> [DIRECTIONS]: The reply consists of one number only: how many lines in the listing below contain the word "AvailableResult".

===== MATERIAL FOR THE TASK

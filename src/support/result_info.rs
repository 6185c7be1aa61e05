//! Result metadata: analysis, physics, units, solver and available results.
//!
//! The whole description travels as one [`ResultInfoData`] record; the
//! accessors on [`ResultInfo`] are conveniences over a single round trip.

use super::generic::GenericSupport;
use crate::collection::label_space::LabelSpace;
use crate::collection::primitive::CollectionOfString;
use crate::data::location::{Dimensionality, Location};
use crate::dpf_error::DpfError;
use crate::handle::{DpfObject, ObjectHandle, dpf_object};
use crate::server::{self, Server};
use crate::transport::call::{Call, EntityKind, ResultInfoCall};
use serde::{Deserialize, Serialize};
use std::collections::BTreeMap;
use std::fmt;

#[derive(Debug, Clone, PartialEq, Eq, Default, Serialize, Deserialize)]
pub enum AnalysisType {
    #[default]
    Static,
    Transient,
    Harmonic,
    Modal,
    Buckling,
    Other(String),
}

#[derive(Debug, Clone, PartialEq, Eq, Default, Serialize, Deserialize)]
pub enum PhysicsType {
    #[default]
    Mechanical,
    Thermal,
    Magnetic,
    Electric,
    Fluid,
    Other(String),
}

/// Predefined engine unit system, or a custom list of base units.
#[derive(Debug, Clone, PartialEq, Eq, Serialize, Deserialize)]
pub enum UnitSystem {
    Predefined { id: i32, name: String },
    Custom { base_units: Vec<String> },
}

impl Default for UnitSystem {
    fn default() -> Self {
        UnitSystem::Predefined {
            id: 0,
            name: "MKS: m, kg, N, s, V, A, degC".into(),
        }
    }
}

impl fmt::Display for UnitSystem {
    fn fmt(&self, f: &mut fmt::Formatter<'_>) -> fmt::Result {
        match self {
            UnitSystem::Predefined { name, .. } => f.write_str(name),
            UnitSystem::Custom { base_units } => write!(f, "{}", base_units.join(", ")),
        }
    }
}

/// Identity of the solver that wrote the result.
#[derive(Debug, Clone, PartialEq, Eq, Default, Serialize, Deserialize)]
pub struct SolverInfo {
    pub version: String,
    pub date: String,
    pub time: String,
    pub user: String,
    pub job: String,
    pub product: String,
    pub title: String,
}

#[derive(Debug, Clone, PartialEq, Eq, Serialize, Deserialize)]
pub struct SubResult {
    pub name: String,
    pub description: String,
}

/// One result the file can provide.
#[derive(Debug, Clone, PartialEq, Serialize, Deserialize)]
pub struct AvailableResult {
    pub name: String,
    pub physics_name: String,
    pub scripting_name: String,
    pub unit: String,
    pub dimensionality: Dimensionality,
    pub location: Location,
    pub homogeneity: String,
    pub sub_results: Vec<SubResult>,
    pub qualifier_label_spaces: Vec<LabelSpace>,
}

impl AvailableResult {
    pub fn new(name: impl Into<String>, scripting_name: impl Into<String>, dimensionality: Dimensionality, location: Location) -> Self {
        let name = name.into();
        Self {
            physics_name: name.clone(),
            name,
            scripting_name: scripting_name.into(),
            unit: String::new(),
            dimensionality,
            location,
            homogeneity: String::new(),
            sub_results: Vec::new(),
            qualifier_label_spaces: Vec::new(),
        }
    }

    pub fn n_components(&self) -> usize {
        self.dimensionality.component_count()
    }
}

/// Complete result-info record.
#[derive(Debug, Clone, PartialEq, Default, Serialize, Deserialize)]
pub struct ResultInfoData {
    pub analysis_type: AnalysisType,
    pub physics_type: PhysicsType,
    pub unit_system: UnitSystem,
    pub solver: SolverInfo,
    pub results: Vec<AvailableResult>,
    /// Qualifier label -> `(value, display name)` pairs.
    pub qualifier_labels: BTreeMap<String, Vec<(i32, String)>>,
}

impl ResultInfoData {
    pub fn n_results(&self) -> usize {
        self.results.len()
    }

    /// Lookup by name or scripting name.
    pub fn result(&self, name: &str) -> Option<&AvailableResult> {
        self.results.iter().find(|r| r.name == name || r.scripting_name == name)
    }
}

#[derive(Debug)]
pub struct ResultInfo {
    handle: ObjectHandle,
}

dpf_object!(ResultInfo, EntityKind::ResultInfo);

impl ResultInfo {
    pub fn new(info: ResultInfoData, server: Option<&Server>) -> Result<Self, DpfError> {
        let server = server::resolve(server)?;
        Ok(Self {
            handle: ObjectHandle::create(&server, Call::ResultInfo(ResultInfoCall::New { info }))?,
        })
    }

    pub fn describe(&self) -> Result<ResultInfoData, DpfError> {
        self.handle
            .call(Call::ResultInfo(ResultInfoCall::Describe { obj: self.handle.id() }))?
            .into_result_info()
    }

    pub fn analysis_type(&self) -> Result<AnalysisType, DpfError> {
        Ok(self.describe()?.analysis_type)
    }

    pub fn physics_type(&self) -> Result<PhysicsType, DpfError> {
        Ok(self.describe()?.physics_type)
    }

    pub fn unit_system(&self) -> Result<UnitSystem, DpfError> {
        Ok(self.describe()?.unit_system)
    }

    pub fn solver(&self) -> Result<SolverInfo, DpfError> {
        Ok(self.describe()?.solver)
    }

    pub fn n_results(&self) -> Result<usize, DpfError> {
        Ok(self.describe()?.n_results())
    }

    pub fn available_results(&self) -> Result<Vec<AvailableResult>, DpfError> {
        Ok(self.describe()?.results)
    }

    pub fn result(&self, name: &str) -> Result<Option<AvailableResult>, DpfError> {
        Ok(self.describe()?.result(name).cloned())
    }

    /// Names of the qualifier labels, as a string collection.
    pub fn available_qualifier_labels(&self) -> Result<CollectionOfString, DpfError> {
        let raw = self
            .handle
            .call(Call::ResultInfo(ResultInfoCall::QualifierLabels { obj: self.handle.id() }))?
            .into_object()?;
        CollectionOfString::from_handle(ObjectHandle::from_raw(raw, self.handle.server().clone()))
    }

    /// Support of a qualifier label: location is the label, property
    /// `names` holds the display names scoped by label value.
    pub fn qualifier_label_support(&self, label: &str) -> Result<GenericSupport, DpfError> {
        let raw = self
            .handle
            .call(Call::ResultInfo(ResultInfoCall::QualifierLabelSupport {
                obj: self.handle.id(),
                label: label.to_string(),
            }))?
            .into_object()?;
        GenericSupport::from_handle(ObjectHandle::from_raw(raw, self.handle.server().clone()))
    }
}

==========

> [ANSWER AREA]: 6